## [Provided data]
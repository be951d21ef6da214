//! Data models representing database entities.
//!
//! This module contains all data structures that map to database tables,
//! plus the status vocabularies written by the reconciliation pipeline.

/// Payment transaction model (one row per payment attempt)
pub mod transaction;
/// Order model (fulfillment + payment state)
pub mod order;
/// Append-only audit log model
pub mod payment_log;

## [Aim of the task]
Write out the full listing without altering anything.

## [Result for this exercise]
repository be951d21ef6da214
//! Data models representing database entities.
//!
//! This module contains all data structures that map to database tables,
//! plus the status vocabularies written by the reconciliation pipeline.

/// Payment transaction model (one row per payment attempt)
pub mod transaction;
/// Order model (fulfillment + payment state)
pub mod order;
/// Append-only audit log model
pub mod payment_log;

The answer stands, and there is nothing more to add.